Saturday, December 23, 2006

my paper heart will bleed

i've been betrayed one last time. i've played the game until the very end. we have come to a most painful kind of standoff. all this time i thought i could never settle, in the light i understand that i was just afraid to find i was wrong. i was wrong about you, love. wrong about every tender moment, every sweet kiss though the car window in nameless parking lots. wrong about waking beside you, about perfection in cheek bones. janis joplin says freedom's just another word for nothing left to lose, and today i am free from you. free because you've taken from me all i could give, now there is nothing left in me for you to destroy. every moment i begged for kindness and you turned your face... every second i mouned it, every time my arms bled for you while you held me under your ocean... they cannot be undone, love.

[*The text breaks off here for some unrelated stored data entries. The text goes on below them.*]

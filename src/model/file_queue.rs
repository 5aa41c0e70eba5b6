use crate::model::file_descriptor::FileDescriptor;
use std::sync::Arc;

/// Ordered, read-only set of files from one selection event, indexed from 0
#[derive(Debug, Clone, Default)]
pub struct FileQueue {
    files: Arc<[FileDescriptor]>,
}

impl FileQueue {
    pub fn new(files: Vec<FileDescriptor>) -> Self {
        FileQueue { files: files.into() }
    }

    /// File at the given position, or `None` once the queue is exhausted
    pub fn get(&self, index: usize) -> Option<&FileDescriptor> {
        self.files.get(index)
    }

    pub fn len(&self) -> usize {
        self.files.len()
    }

    pub fn is_empty(&self) -> bool {
        self.files.is_empty()
    }

    pub fn iter(&self) -> impl Iterator<Item = &FileDescriptor> {
        self.files.iter()
    }

    /// Sum of the sizes of every file in the queue
    pub fn total_size(&self) -> u64 {
        self.files.iter().map(|f| f.resolved_size()).sum()
    }
}

impl From<Vec<FileDescriptor>> for FileQueue {
    fn from(files: Vec<FileDescriptor>) -> Self {
        FileQueue::new(files)
    }
}
//! Upload queue state machine
//!
//! Uploads the files of one selection strictly in order over a single
//! transport. Each file goes through one advance transition and ends with
//! exactly one terminal event. The terminal event triggers the next advance,
//! whatever the outcome, until the queue is exhausted.

use crate::model::error::UploadError;
use crate::model::file_queue::FileQueue;
use crate::model::progress_event::ProgressEvent;
use crate::model::run_state::{RunState, SessionSnapshot};
use crate::model::upload_response::{classify, Outcome, TerminalResponse};
use crate::services::page::Page;
use crate::services::transport::{RequestId, Transport, TransportEvent, UploadRequest};
use crate::settings::callbacks::Callbacks;
use crate::settings::session_config::SessionConfig;

pub struct UploadController<T: Transport, P: Page> {
    config: SessionConfig,
    callbacks: Callbacks,
    state: RunState,
    queue: FileQueue,
    transport: T,
    page: P,
    next_request: RequestId,
    /// Request whose terminal event the controller is waiting for
    outstanding: Option<RequestId>,
}

impl<T: Transport, P: Page> UploadController<T, P> {
    pub fn new(config: SessionConfig, callbacks: Callbacks, transport: T, page: P) -> Self {
        UploadController {
            config,
            callbacks,
            state: RunState::new(),
            queue: FileQueue::default(),
            transport,
            page,
            next_request: RequestId::new(1),
            outstanding: None,
        }
    }

    pub fn state(&self) -> &RunState {
        &self.state
    }

    pub fn transport(&self) -> &T {
        &self.transport
    }

    pub(crate) fn transport_mut(&mut self) -> &mut T {
        &mut self.transport
    }

    /// Request currently on the wire, if any
    pub fn outstanding(&self) -> Option<RequestId> {
        self.outstanding
    }

    pub fn snapshot(&self) -> SessionSnapshot {
        SessionSnapshot {
            config: self.config.clone(),
            state: self.state.clone(),
        }
    }

    /// Handle a selection event: start a new run over `files`
    pub fn select(&mut self, files: FileQueue) {
        if let Some(request) = self.outstanding.take() {
            tracing::warn!("New selection while {} is in flight, cancelling it", request);
            self.transport.abort();
        }
        tracing::info!("Starting upload run of {} file(s)", files.len());
        self.queue = files;
        self.state.reset_index();
        self.reset_progress();
        self.populate_display();
        self.advance();
    }

    /// Let the caller render a row for every selected file before any upload starts
    pub fn populate_display(&mut self) {
        let Some(populate) = self.callbacks.populate_display.as_mut() else {
            return;
        };
        for (offset, file) in self.queue.iter().enumerate() {
            let display_index = self.state.upcoming_display_index(offset as u64);
            populate(&self.config.display_id(display_index), file);
        }
    }

    /// Move to the next file in the queue and send it, or finish the run
    pub fn advance(&mut self) {
        let (index, display_index) = self.state.advance();
        let Some(file) = self.queue.get(index) else {
            self.complete_run();
            return;
        };

        let display_id = self.config.display_id(display_index);
        if let Some(pre_upload) = self.callbacks.pre_upload.as_mut() {
            pre_upload(file, &display_id);
        }

        let request_id = self.next_request;
        self.next_request = request_id.next();
        let url = self.config.endpoint_url();
        let request = UploadRequest::for_file(request_id, url, file, index, &display_id);
        tracing::debug!(
            "Sending {} ({}, {} bytes) as {} [{}]",
            file.resolved_name(),
            display_id,
            request.declared_size,
            request_id,
            index
        );
        self.outstanding = Some(request_id);
        self.transport.send(request);
    }

    /// Cancel the file currently uploading.
    ///
    /// Returns false when nothing was outstanding. The cancelled file still
    /// reaches a terminal outcome (a transport error) and the queue moves on.
    pub fn abort(&mut self) -> bool {
        if !self.state.is_sending() {
            return false;
        }
        let Some(display_index) = self.state.display_index() else {
            return false;
        };
        let display_id = self.config.display_id(display_index);
        if self.state.record_abort(display_id.clone()) {
            tracing::info!("Aborting upload of {}", display_id);
        }
        self.transport.abort();
        true
    }

    /// Dispatch an event raised by the transport
    pub fn handle_event(&mut self, event: TransportEvent) {
        match event {
            TransportEvent::Progress { request, progress } => self.on_progress(request, progress),
            TransportEvent::Complete { request, response } => self.on_complete(request, response),
        }
    }

    pub fn on_progress(&mut self, request: RequestId, progress: ProgressEvent) {
        if self.outstanding != Some(request) {
            tracing::trace!("Ignoring progress of stale {}", request);
            return;
        }
        if let Some(callback) = self.callbacks.progress.as_mut() {
            callback(&progress, self.state.display_index().unwrap_or_default());
            return;
        }
        if let Some(percent) = progress.percent() {
            self.page.set_progress_width(self.config.progressbar_id(), percent);
        }
    }

    pub fn on_complete(&mut self, request: RequestId, response: TerminalResponse) {
        if self.outstanding != Some(request) {
            tracing::warn!("Ignoring terminal event of stale {}", request);
            return;
        }
        self.outstanding = None;

        match classify(response) {
            Outcome::Success { headers, response } => {
                tracing::info!("{} uploaded", self.current_display_id());
                if let Some(post_upload) = self.callbacks.post_upload.as_mut() {
                    post_upload(&headers, &response);
                }
            }
            Outcome::Rejected(response) => {
                tracing::info!(
                    "{} rejected by server with status {:?}",
                    self.current_display_id(),
                    response.status()
                );
                self.report(UploadError::server_rejected(response));
            }
            Outcome::Malformed(reason) => {
                tracing::warn!(
                    "{}: undecodable server response: {}",
                    self.current_display_id(),
                    reason
                );
                self.report(UploadError::server_status(200, self.snapshot()));
            }
            Outcome::Empty => {
                tracing::debug!("{}: empty response body", self.current_display_id());
            }
            Outcome::TransportFailure => {
                tracing::warn!("{}: request failed or was aborted", self.current_display_id());
                self.report(UploadError::transport(self.snapshot()));
            }
            Outcome::HttpStatus(status) => {
                tracing::warn!(
                    "{}: server answered with HTTP {}",
                    self.current_display_id(),
                    status
                );
                self.report(UploadError::server_status(status, self.snapshot()));
            }
        }

        self.advance();
    }

    fn complete_run(&mut self) {
        self.reset_progress();
        let snapshot = self.snapshot();
        if let Some(all_complete) = self.callbacks.all_complete.as_mut() {
            all_complete(&snapshot);
        }
        self.page.reset_form(self.config.form_id());
        self.state.finish();
        tracing::info!(
            "Upload run finished ({} file(s), {} aborted in session)",
            self.queue.len(),
            self.state.aborted().len()
        );
    }

    fn report(&mut self, error: UploadError) {
        match self.callbacks.error.as_mut() {
            Some(callback) => callback(&error),
            None => tracing::warn!(
                "Unhandled upload failure of {}: {}",
                self.current_display_id(),
                error
            ),
        }
    }

    /// The caller's progress handler owns the indicator when there is one
    fn reset_progress(&mut self) {
        if self.callbacks.progress.is_none() {
            self.page.set_progress_width(self.config.progressbar_id(), 0.0);
        }
    }

    fn current_display_id(&self) -> String {
        let display_index = self.state.display_index().unwrap_or_default();
        self.config.display_id(display_index)
    }
}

you kicked and tore. you thought it would heal again, some scar on my soul with your name on it. but this scar will bare only my own. i used to think i wouldn't know what to do without you, but i know very well. i will live. i will live for myself. i will turn away as you have so many times. i will save myself. and soon, the paper heart you owned will lie next to something so much more.

today is that day, love. that day i'll say goodbye. remember it while you think of me in someone's arms, laughing and smiling the way you thought only you could make me. remember today when i finally feel loved, loved in a way you could never give me.